Research Project “DRONES FOR FINDING AVALACHE-BURIED” (D-FAB)
A person buried by a snow avalanche can be found by measuring the magnetic field generated by an avalanche beacon or ARVA carried by the victim. However, the signals received are difficult to interpret and require people with good training on the actual searching techniques. Even in this case, though, the find and rescue operation can be significantly slowed down by the typically steep, rough, and uneven ground of an avalanche area. Given the fact that the probability of survival drops from 90% to 30% between 18 and 30 min after the event, any technology that can speed up the spotting of the beacon signal can effectively reduce the death risk for buried people.
We propose to develop a hexacopter drone for helping the rescue team in finding and marking the positions of buried people. Such a drone would carry an ARVA receiver, a collection of systems for mapping, localization, navigation, and attitude/cruise control, and a device for physically marking the position of buried ARVA beacons (e.g., by dropping a flag, by paint-marking, etc.). The rescue team would launch the drone upon arrival on the avalanche scenario and define a geographic boundary for the search area by means of a proper remote interface with the drone controller.

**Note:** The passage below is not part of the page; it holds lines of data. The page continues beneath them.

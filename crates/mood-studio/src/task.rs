use std::cell::Cell;
use std::future::Future;
use std::rc::Rc;

#[cfg(not(target_arch = "wasm32"))]
use futures::executor::{LocalPool, LocalSpawner};
#[cfg(not(target_arch = "wasm32"))]
use futures::task::LocalSpawnExt;

#[derive(Clone)]
pub struct Spawner {
    #[cfg(not(target_arch = "wasm32"))]
    local: LocalSpawner,
    in_flight: Rc<Cell<usize>>,
}

impl Spawner {
    pub fn spawn(&self, task: impl Future<Output = ()> + 'static) {
        let in_flight = Rc::clone(&self.in_flight);
        in_flight.set(in_flight.get() + 1);
        let tracked = async move {
            task.await;
            in_flight.set(in_flight.get().saturating_sub(1));
        };

        #[cfg(not(target_arch = "wasm32"))]
        if let Err(e) = self.local.spawn_local(tracked) {
            log::error!("Task runner is shut down, dropping task: {e}");
            self.in_flight.set(self.in_flight.get().saturating_sub(1));
        }

        #[cfg(target_arch = "wasm32")]
        wasm_bindgen_futures::spawn_local(tracked);
    }

    pub fn in_flight(&self) -> usize {
        self.in_flight.get()
    }
}

pub struct TaskRunner {
    #[cfg(not(target_arch = "wasm32"))]
    pool: LocalPool,
    spawner: Spawner,
}

impl Default for TaskRunner {
    fn default() -> Self {
        Self::new()
    }
}

impl TaskRunner {
    pub fn new() -> Self {
        #[cfg(not(target_arch = "wasm32"))]
        let pool = LocalPool::new();
        let spawner = Spawner {
            #[cfg(not(target_arch = "wasm32"))]
            local: pool.spawner(),
            in_flight: Rc::new(Cell::new(0)),
        };
        Self {
            #[cfg(not(target_arch = "wasm32"))]
            pool,
            spawner,
        }
    }

    pub fn spawner(&self) -> Spawner {
        self.spawner.clone()
    }

    /// Polls every task that can make progress without blocking.
    pub fn run_until_stalled(&mut self) {
        #[cfg(not(target_arch = "wasm32"))]
        self.pool.run_until_stalled();
    }

    pub fn has_pending(&self) -> bool {
        self.spawner.in_flight() > 0
    }

    /// Drives `future` to completion, running spawned tasks alongside it.
    #[cfg(all(test, not(target_arch = "wasm32")))]
    pub(crate) fn block_on<F: Future>(&mut self, future: F) -> F::Output {
        self.pool.run_until(future)
    }
}
use std::future::Future;

use wasm_bindgen::{JsCast, JsValue};
use wasm_bindgen_futures::JsFuture;
use web_sys::{Request, RequestInit, Response};

use super::js_error_text;
use crate::error::TransportError;
use crate::transport::{ApiRequest, ApiResponse, Transport};

#[derive(Clone, Copy, Debug, Default)]
pub struct FetchTransport;

impl Transport for FetchTransport {
    fn send(&self, request: ApiRequest) -> impl Future<Output = Result<ApiResponse, TransportError>> {
        fetch(request)
    }
}

fn fault(value: JsValue) -> TransportError {
    TransportError(js_error_text(&value))
}

async fn fetch(request: ApiRequest) -> Result<ApiResponse, TransportError> {
    let window = web_sys::window().ok_or_else(|| TransportError("no window".into()))?;

    let init = RequestInit::new();
    init.set_method(request.method.as_str());
    if let Some(body) = &request.body {
        init.set_body(&JsValue::from_str(body));
    }
    let req = Request::new_with_str_and_init(&request.url, &init).map_err(fault)?;
    if request.body.is_some() {
        req.headers()
            .set("Content-Type", "application/json")
            .map_err(fault)?;
    }

    let reply = JsFuture::from(window.fetch_with_request(&req))
        .await
        .map_err(fault)?;
    let response: Response = reply.dyn_into().map_err(fault)?;
    let content_type = response.headers().get("content-type").map_err(fault)?;
    let buffer = JsFuture::from(response.array_buffer().map_err(fault)?)
        .await
        .map_err(fault)?;

    Ok(ApiResponse {
        status: response.status(),
        content_type,
        body: js_sys::Uint8Array::new(&buffer).to_vec(),
    })
}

As soon as the drone localizes and marks the first beacon, the rescue team can start digging around the first mark, while the drone proceeds in searching for possible other beacon signals. In terms of time efficiency, this scenario has a two advantages: firstly, given that the speed of the drone largely exceeds that of human rescuers—especially considering the uneven and steep ground they are typically moving on—, the beacon localization time can be significantly reduced; secondly, the search for any subsequent buried people can happen in parallel while the rescue team is busy digging, not to mention that a swarm of drones can prove even more effective in compressing the average finding time.
Development of such a system is a highly interdisciplinary task, demanding for competences in mechatronics, automation, control, measurements, signal processing, and tackling of possible legal issues. To date, there are no examples of similar systems on the market, although there are very recent and ongoing research efforts with similar objectives triggered by the recent fast developments in the market of small UAVs. We reckon that this is the right time for starting research activities in this field within our University, for three reasons: i) technology readiness: small robotic drones and UAVs can be realized at reasonable costs; ii) competences: after the recent rearrangement of university Departments, we have now most of the competences of interest in this field in a contiguous space (Povo 2 building, hosting both the Dpt. of Industrial Engineering and the Dpt. of Information Engineering and Computer Science); iii) a large, indoor space suitable to be equipped as a drone testing area has been recently made available to the DII.